L’église Saint-André de Montagnac, adaptation de modèles rayonnants septentrionaux dans le Midi gothique

Par Amandine AMERDEIL

Intervention dans le cadre du colloque Arts religieux et profanes au Moyen Âge, organisé le 7 octobre 2017 par les Amis de Montagnac

 

Dans le cadre de ce colloque sur les arts au Moyen Âge, il a été difficile d’orienter toute une année de recherche sur un sujet précis. Le plus simple étant de faire, lors de cette intervention, un état de la recherche et une analyse rapide de l’édifice, bien que chacune de ses parties pourraient faire l’objet d’un développement.
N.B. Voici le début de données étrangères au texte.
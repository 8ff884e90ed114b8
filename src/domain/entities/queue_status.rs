use chrono::{DateTime, Utc};
use serde::{Deserialize, Serialize};
use std::collections::HashMap;

/// Snapshot of a queue for the offline badge UI.
#[derive(Debug, Clone, Default, Serialize, Deserialize)]
pub struct QueueStatus {
    pub pending: u32,
    #[serde(default, with = "chrono::serde::ts_milliseconds_option")]
    pub oldest_timestamp: Option<DateTime<Utc>>,
    pub by_kind: HashMap<String, u32>,
}
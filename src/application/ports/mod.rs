pub mod api_gateway;
pub mod key_value_store;
pub mod queue_store;
pub mod request_transport;
pub mod token_store;

pub use api_gateway::ApiGateway;
pub use key_value_store::KeyValueStore;
pub use queue_store::QueueStore;
pub use request_transport::RequestTransport;
pub use token_store::TokenStore;
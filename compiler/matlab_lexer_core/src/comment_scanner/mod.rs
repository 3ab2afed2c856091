//! Comment, block-comment and cell-magic classification.
//!
//! MATLAB has three comment-like constructs that all start with `%`:
//!
//! - `% text` line comments, running to end of line.
//! - `%{ ... %}` block comments. Each delimiter must stand alone on its
//!   line (only whitespace around it), and blocks nest.
//! - `%%name` cell magics. These are only recognised before any code or
//!   ordinary comment has been seen in the current [`ScanContext`].
//!
//! [`scan_comment`] is called by the host grammar wherever a comment may
//! start. It either commits exactly one [`TokenSpan`] and moves the cursor
//! to its end, or declines and leaves the cursor where it was so the host
//! can try its next token rule.
//!
//! # Rules
//!
//! Classification is an ordered list of [`CommentRule`]s. Each rule works
//! on a copy of the cursor and returns [`Scan::Declined`] or
//! [`Scan::Emitted`]; the first emitting rule wins. Rule order is
//! magic, block comment, line comment. The line-comment rule never
//! declines, so every `%` produces a span.

use tracing::trace;

use crate::{Cursor, TokenKind, TokenSpan};

/// Whether a cell magic may still appear in a scan context.
#[derive(Clone, Copy, Debug, Default, PartialEq, Eq, Hash)]
pub enum MagicState {
    /// Nothing but whitespace and magics seen so far.
    #[default]
    Undetermined,
    /// Code or an ordinary comment has been seen. Permanent for the
    /// lifetime of the context.
    ConfirmedCode,
}

/// State that lives for one contiguous stretch of scanned input.
///
/// The host creates one context per stretch (a notebook cell, an editor
/// document) and threads it through every [`scan_comment`] call for that
/// stretch. A fresh context starts [`Undetermined`](MagicState::Undetermined).
#[derive(Clone, Copy, Debug, Default, PartialEq, Eq)]
pub struct ScanContext {
    magic: MagicState,
}

impl ScanContext {
    pub fn new() -> Self {
        Self::default()
    }

    #[inline]
    pub fn magic_state(&self) -> MagicState {
        self.magic
    }

    /// Returns `true` while a `%%name` line would still classify as magic.
    #[inline]
    pub fn allows_magic(&self) -> bool {
        self.magic == MagicState::Undetermined
    }

    /// Record that code or an ordinary comment has been seen. One-way.
    #[inline]
    pub fn confirm_code(&mut self) {
        self.magic = MagicState::ConfirmedCode;
    }
}

/// Outcome of one classification attempt.
#[derive(Clone, Copy, Debug, PartialEq, Eq)]
pub enum Scan {
    /// Not this construct; the cursor has not moved.
    Declined,
    /// A span was classified. Its `end` is where the cursor lands on commit.
    Emitted(TokenSpan),
}

impl Scan {
    /// The emitted span, if any.
    pub fn span(self) -> Option<TokenSpan> {
        match self {
            Scan::Declined => None,
            Scan::Emitted(span) => Some(span),
        }
    }
}

/// One classifier in the ordered rule list.
#[derive(Clone, Copy, Debug, PartialEq, Eq, Hash)]
pub enum CommentRule {
    Magic,
    BlockComment,
    LineComment,
}

/// Rules in evaluation order.
pub const RULES: [CommentRule; 3] = [
    CommentRule::Magic,
    CommentRule::BlockComment,
    CommentRule::LineComment,
];

impl CommentRule {
    /// Try this rule at `cursor`.
    ///
    /// Never moves `cursor`. A rule only touches `ctx` when it emits, and
    /// only ever moves it towards [`ConfirmedCode`](MagicState::ConfirmedCode).
    pub fn apply(self, cursor: &Cursor<'_>, ctx: &mut ScanContext) -> Scan {
        match self {
            CommentRule::Magic => scan_magic(cursor, ctx),
            CommentRule::BlockComment => scan_block_comment(cursor, ctx),
            CommentRule::LineComment => scan_line_comment(cursor, ctx),
        }
    }
}

/// Classify the construct starting at `cursor`.
///
/// If the current byte is not `%` the scan declines. A non-blank byte that
/// declines this way is code, so it also confirms the context.
/// On [`Scan::Emitted`] the cursor is moved to the end of the span.
pub fn scan_comment(cursor: &mut Cursor<'_>, ctx: &mut ScanContext) -> Scan {
    if cursor.is_eof() {
        return Scan::Declined;
    }
    let current = cursor.current();
    if current != b'%' {
        if !Cursor::is_whitespace(current) && !Cursor::is_line_end(current) {
            ctx.confirm_code();
        }
        trace!(pos = cursor.pos(), "scan_comment -> declined");
        return Scan::Declined;
    }

    for rule in RULES {
        if let Scan::Emitted(span) = rule.apply(cursor, ctx) {
            trace!(?rule, ?span, "scan_comment -> emitted");
            cursor.advance_to(span.end);
            return Scan::Emitted(span);
        }
    }
    Scan::Declined
}

fn emit(kind: TokenKind, start: &Cursor<'_>, end: &Cursor<'_>) -> Scan {
    Scan::Emitted(TokenSpan {
        kind,
        start: start.pos(),
        end: end.pos(),
    })
}

/// `%%` followed by a letter, optionally after horizontal whitespace.
fn scan_magic(cursor: &Cursor<'_>, ctx: &ScanContext) -> Scan {
    if !ctx.allows_magic() || cursor.peek_at(0) != b'%' || cursor.peek_at(1) != b'%' {
        return Scan::Declined;
    }
    let mut probe = *cursor;
    probe.advance_by(2);
    while Cursor::is_whitespace(probe.current()) {
        probe.advance();
    }
    if !probe.current().is_ascii_alphabetic() {
        return Scan::Declined;
    }
    probe.eat_until_line_end();
    emit(TokenKind::Magic, cursor, &probe)
}

/// Nested `%{ ... %}` block. Unterminated blocks run to end of input.
fn scan_block_comment(cursor: &Cursor<'_>, ctx: &mut ScanContext) -> Scan {
    if !is_block_open(cursor) {
        return Scan::Declined;
    }
    ctx.confirm_code();

    let mut probe = *cursor;
    probe.advance_by(2);
    let mut depth: u32 = 1;
    while !probe.is_eof() {
        if is_block_close(&probe) {
            probe.advance_by(2);
            depth -= 1;
            if depth == 0 {
                break;
            }
        } else if is_block_open(&probe) {
            depth += 1;
        }
        probe.advance();
    }
    if depth > 0 {
        trace!(depth, start = cursor.pos(), "unterminated block comment");
    }
    emit(TokenKind::MultilineComment, cursor, &probe)
}

fn scan_line_comment(cursor: &Cursor<'_>, ctx: &mut ScanContext) -> Scan {
    ctx.confirm_code();
    let mut probe = *cursor;
    probe.eat_until_line_end();
    emit(TokenKind::LineComment, cursor, &probe)
}

fn is_block_open(cursor: &Cursor<'_>) -> bool {
    is_block_delimiter(cursor, b'{')
}

fn is_block_close(cursor: &Cursor<'_>) -> bool {
    is_block_delimiter(cursor, b'}')
}

/// `%` + `brace`, alone on its line apart from whitespace.
fn is_block_delimiter(cursor: &Cursor<'_>, brace: u8) -> bool {
    if cursor.peek_at(0) != b'%' || cursor.peek_at(1) != brace {
        return false;
    }
    if !cursor.preceded_by_whitespace_only() {
        return false;
    }
    let mut after = *cursor;
    after.advance_by(2);
    after.followed_by_whitespace_only()
}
La construction et les décors de cette église étant complexes et ambitieux, le choix s’est porté sur les diverses influences et inspirations provenant du Nord et faisant de Saint-André un édifice exceptionnel dans la région.

 

INTRODUCTION

L’art gothique s’est développé et a été expérimenté très tôt dans la région avec les premiers voûtements gothiques, à l’aide de croisées d’ogives carrées et parfois toriques, présents dans certaines parties d’édifices du XIIe siècle tels que Saint-Gilles du Gard, Saint-Pierre de Maguelone, dans le porche de Saint-Guilhem-le-Désert ou encore dans la salle capitulaire de l’abbaye de Valmagne. Certaines églises présentaient déjà des voûtes d’ogives constituées de tores en amande, comme à Notre-Dame de Venasque ou Notre-Dame-du-Lac du Thor, provenant de régions septentrionales comme le domaine franco-picard ou la Bourgogne et utilisées durant le XIIe siècle1.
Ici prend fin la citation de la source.